I did some initial research, and I found that I still liked my current carrier and that an individual plan would save me roughly $300 a month over COBRA. I momentarily kicked myself for not switching earlier, but there had been the chance of gainful employment that brings with it health insurance coverage. Plus, it is the 3rd time I’ve had this particular health insurance carrier so my records are already with them. In triplicate, actually, which I find rather silly but didn’t know exactly how ridiculous this was until I applied for individual coverage.

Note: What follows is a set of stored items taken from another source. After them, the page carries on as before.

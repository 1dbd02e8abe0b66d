//! Chain-tip reconciliation.
//!
//! This module keeps the local block window consistent with the remote
//! chain:
//!
//! - [`Reconciler`]: drives one reconciliation cycle at a time,
//! - [`find_common_ancestor`]: locates the fork point of a diverged window,
//! - [`SyncState`] / [`CycleReport`]: what a cycle saw and did,
//! - [`ReconcileError`]: why a cycle ended early.

pub mod ancestor;
pub mod config;
pub mod engine;
pub mod error;
pub mod state;

pub use ancestor::{AncestorSearch, find_common_ancestor};
pub use config::ReconcilerConfig;
pub use engine::Reconciler;
pub use error::ReconcileError;
pub use state::{CycleReport, RepairSummary, SyncState};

Logic dictates that since I am already insured by said carrier, indeed have been insured by said carrier, switching from an employer to an individual plan should not be equivalent to walking through a mine field shackled and blind folded. They have my information, they have my records, they have what is needed. When I called to inquire about switching, I asked if they can just transfer my records from an employer account to the individual account I wanted to set up. The person laughed. Nope. Doesn’t work that way. I have to re-apply and re-submit my medical records. All of them.

Now keep in mind I am not changing carriers; I am using the same carrier. They have my records. The records have to be submitted for claims, and there have been a few claims since I have been insured by said carrier. Bottom line: they have the records.

Apparently, though, no division communicates with any other division. They cannot simply move my records from the “employer” division to the “individual” division, and then check for discrepancies and make records requests for incomplete information. No. I have to go through a completely separate, wonderfully detailed application process. The majority of the questions, by the way, would have been answered if they had been able to move my records. And they clearly have access to my claims history because they read it back to me over the phone, and inquired about each one. My answered verified what they had on their screen.

So this is where my frustration has started to…OK…has boiled over. If they can pull up my claim information, why can’t they then review my records? Why is it that I had to sign 4 records releases? 4! And here we are, more than a month later, and I am still waiting for the underwriter to approve or deny my application.

Yes. That’s right. Approve or Deny. Without employer coverage, there is the possibility of being denied coverage. If I’m denied coverage, I’d hate to see what happens to people who have submitted 0 claims and also take 0 prescriptions.

That’s not what annoys me, though. What annoys me is the silos. How on earth can there be any kind of meaningful health care reform if health care insurance companies cannot even share information within their own walls? And if they can’t even do that, how can they possibly field requests for information from out-of-state hospitals? Seriously. What happens if I am in a serious accident or have to be hospitalized in Arizona, Florida, Maine or *gulp* overseas? If it takes more than a month simply to request records and “process” an application, how long does it take to send my information to a hospital somewhere else?

I talked about this whole medical records transfer issue in a previous post on electronic medical record portability, but this lack of internal communication makes me think the problem runs much deeper than anyone, myself, Congress, anyone, originally conceived.

My point, though, is that if health care coverage is to be granted to everyone, then Congress must force the health care insurance industry to simplify its process. So if a person like me, who is KEEPING THE SAME INSURANCE CARRIER, applies for individual coverage, the process should happen much more quickly than if I were to change carriers.

Otherwise, shelve health care reform and focus on creating jobs as that will be the only way the rest of us will be able to obtain health care coverage.